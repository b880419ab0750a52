use lopdf::content::Content;
use lopdf::xref::{Xref, XrefEntry, XrefType};
use lopdf::{dictionary, Dictionary, Object, ObjectId, Stream, StringFormat};
use std::collections::BTreeMap;
use std::io::{self, Seek, Write};

/// Writes PDF objects to `W` as soon as they are produced.
///
/// Only the page tree root, catalog and info dictionary are held back until [`finish`],
/// because they reference every page. Image and page objects go straight to the output,
/// so at most one page of encoded JPEG data is held at a time. The raw band pixels live in
/// the caller's document for the whole encode.
///
/// [`finish`]: StreamingPdfWriter::finish
pub struct StreamingPdfWriter<W: Write + Seek> {
    writer: W,
    xref: Xref,
    max_id: u32,
    pub catalog_id: ObjectId,
    pub pages_id: ObjectId,
    pub info_id: ObjectId,
    page_ids: Vec<ObjectId>,
    buffered_objects: BTreeMap<ObjectId, Object>,
}

impl<W: Write + Seek> StreamingPdfWriter<W> {
    pub fn new(mut writer: W, version: &str) -> io::Result<Self> {
        writeln!(writer, "%PDF-{}", version)?;
        // Binary marker so transports treat the file as binary.
        writer.write_all(b"%\xE2\xE3\xCF\xD3\n")?;

        Ok(Self {
            writer,
            xref: Xref::new(0, XrefType::CrossReferenceTable),
            max_id: 3,
            pages_id: (1, 0),
            catalog_id: (2, 0),
            info_id: (3, 0),
            page_ids: Vec::new(),
            buffered_objects: BTreeMap::new(),
        })
    }

    pub fn new_object_id(&mut self) -> ObjectId {
        self.max_id += 1;
        (self.max_id, 0)
    }

    /// Writes `object` immediately under a fresh id.
    pub fn write_object(&mut self, object: Object) -> io::Result<ObjectId> {
        let id = self.new_object_id();
        internal_writer::write_indirect_object(&mut self.writer, id, &object, &mut self.xref)?;
        Ok(id)
    }

    pub fn write_content_stream(&mut self, content: Content) -> io::Result<ObjectId> {
        let bytes = content.encode().map_err(|e| io::Error::other(e.to_string()))?;
        self.write_object(Object::Stream(Stream::new(dictionary! {}, bytes)))
    }

    pub fn buffer_object_at_id(&mut self, id: ObjectId, object: Object) {
        if id.0 > self.max_id {
            self.max_id = id.0;
        }
        self.buffered_objects.insert(id, object);
    }

    /// Appends a written page object to the page tree.
    pub fn add_page(&mut self, page_id: ObjectId) {
        self.page_ids.push(page_id);
    }

    pub fn page_count(&self) -> usize {
        self.page_ids.len()
    }

    pub fn set_info(&mut self, info: Dictionary) {
        self.buffer_object_at_id(self.info_id, info.into());
    }

    pub fn finish(mut self) -> io::Result<W> {
        let kids: Vec<Object> = self.page_ids.iter().map(|id| Object::Reference(*id)).collect();
        let pages_dict = dictionary! {
            "Type" => "Pages",
            "Kids" => kids,
            "Count" => self.page_ids.len() as i64,
        };
        self.buffer_object_at_id(self.pages_id, pages_dict.into());

        let catalog_dict = dictionary! { "Type" => "Catalog", "Pages" => self.pages_id };
        self.buffer_object_at_id(self.catalog_id, catalog_dict.into());

        if !self.buffered_objects.contains_key(&self.info_id) {
            self.buffer_object_at_id(self.info_id, Dictionary::new().into());
        }

        for (id, object) in &self.buffered_objects {
            internal_writer::write_indirect_object(&mut self.writer, *id, object, &mut self.xref)?;
        }

        let xref_start = self.writer.stream_position()?;
        self.xref.size = self.max_id + 1;
        internal_writer::write_xref(&mut self.writer, &self.xref)?;

        let trailer = dictionary! {
            "Size" => self.xref.size as i64,
            "Root" => self.catalog_id,
            "Info" => self.info_id,
        };
        writeln!(self.writer, "trailer")?;
        internal_writer::write_dictionary(&mut self.writer, &trailer)?;
        writeln!(self.writer, "\nstartxref")?;
        writeln!(self.writer, "{}", xref_start)?;
        write!(self.writer, "%%EOF")?;

        self.writer.flush()?;
        Ok(self.writer)
    }
}

/// A PDF text string: literal for ASCII, UTF-16BE with a byte order mark otherwise.
pub fn text_string(text: &str) -> Object {
    if text.is_ascii() {
        Object::String(text.as_bytes().to_vec(), StringFormat::Literal)
    } else {
        let mut bytes = vec![0xFE, 0xFF];
        for unit in text.encode_utf16() {
            bytes.extend_from_slice(&unit.to_be_bytes());
        }
        Object::String(bytes, StringFormat::Hexadecimal)
    }
}

mod internal_writer {
    use super::*;

    pub fn write_indirect_object<W: Write + Seek>(
        writer: &mut W,
        id: ObjectId,
        object: &Object,
        xref: &mut Xref,
    ) -> io::Result<()> {
        let offset = writer.stream_position()?;
        let offset = u32::try_from(offset)
            .map_err(|_| io::Error::other("PDF exceeds the 4GiB cross-reference limit"))?;
        xref.insert(id.0, XrefEntry::Normal { offset, generation: id.1 });
        writeln!(writer, "{} {} obj", id.0, id.1)?;
        write_object(writer, object)?;
        writeln!(writer, "\nendobj")?;
        Ok(())
    }

    pub fn write_object(writer: &mut dyn Write, object: &Object) -> io::Result<()> {
        match object {
            Object::Null => writer.write_all(b"null"),
            Object::Boolean(b) => writer.write_all(if *b { b"true" } else { b"false" }),
            Object::Integer(i) => write!(writer, "{}", i),
            Object::Real(r) => write!(writer, "{:.3}", r),
            Object::Name(n) => {
                writer.write_all(b"/")?;
                writer.write_all(n)
            }
            Object::String(s, format) => match format {
                StringFormat::Literal => {
                    writer.write_all(b"(")?;
                    for &byte in s {
                        if byte == b'(' || byte == b')' || byte == b'\\' {
                            writer.write_all(b"\\")?;
                        }
                        writer.write_all(&[byte])?;
                    }
                    writer.write_all(b")")
                }
                StringFormat::Hexadecimal => {
                    writer.write_all(b"<")?;
                    for byte in s {
                        write!(writer, "{:02X}", byte)?;
                    }
                    writer.write_all(b">")
                }
            },
            Object::Array(arr) => {
                writer.write_all(b"[")?;
                for (i, obj) in arr.iter().enumerate() {
                    if i > 0 {
                        writer.write_all(b" ")?;
                    }
                    write_object(writer, obj)?;
                }
                writer.write_all(b"]")
            }
            Object::Dictionary(dict) => write_dictionary(writer, dict),
            Object::Stream(stream) => {
                let mut dict = stream.dict.clone();
                dict.set("Length", stream.content.len() as i64);
                write_dictionary(writer, &dict)?;
                writer.write_all(b"\nstream\n")?;
                writer.write_all(&stream.content)?;
                writer.write_all(b"\nendstream")
            }
            Object::Reference(id) => write!(writer, "{} {} R", id.0, id.1),
        }
    }

    pub fn write_dictionary(writer: &mut dyn Write, dict: &Dictionary) -> io::Result<()> {
        writer.write_all(b"<<")?;
        let sorted_keys: BTreeMap<_, _> = dict.iter().collect();
        for (key, value) in sorted_keys {
            writer.write_all(b"/")?;
            writer.write_all(key)?;
            writer.write_all(b" ")?;
            write_object(writer, value)?;
            writer.write_all(b" ")?;
        }
        writer.write_all(b">>")
    }

    /// Writes the cross-reference table, one subsection per run of consecutive ids.
    pub fn write_xref<W: Write>(writer: &mut W, xref: &Xref) -> io::Result<()> {
        writeln!(writer, "xref")?;
        writeln!(writer, "0 1")?;
        writeln!(writer, "0000000000 65535 f ")?;

        let mut sorted_entries: Vec<_> = xref.entries.iter().filter(|(id, _)| **id > 0).collect();
        sorted_entries.sort_by_key(|(id, _)| **id);

        let mut runs: Vec<(u32, Vec<&XrefEntry>)> = Vec::new();
        for (&id, entry) in sorted_entries {
            match runs.last_mut() {
                Some((start, entries)) if *start + entries.len() as u32 == id => {
                    entries.push(entry)
                }
                _ => runs.push((id, vec![entry])),
            }
        }

        for (start, entries) in runs {
            writeln!(writer, "{} {}", start, entries.len())?;
            for entry in entries {
                if let XrefEntry::Normal { offset, generation } = *entry {
                    writeln!(writer, "{:010} {:05} n ", offset, generation)?;
                } else {
                    writeln!(writer, "0000000000 65535 f ")?;
                }
            }
        }
        Ok(())
    }
}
----------
» Task statement:
For every line in the listing above that mentions the word "offset", make a copy.

» Result:
        let offset = writer.stream_position()?;
        let offset = u32::try_from(offset)
        xref.insert(id.0, XrefEntry::Normal { offset, generation: id.1 });
                if let XrefEntry::Normal { offset, generation } = *entry {
                    writeln!(writer, "{:010} {:05} n ", offset, generation)?;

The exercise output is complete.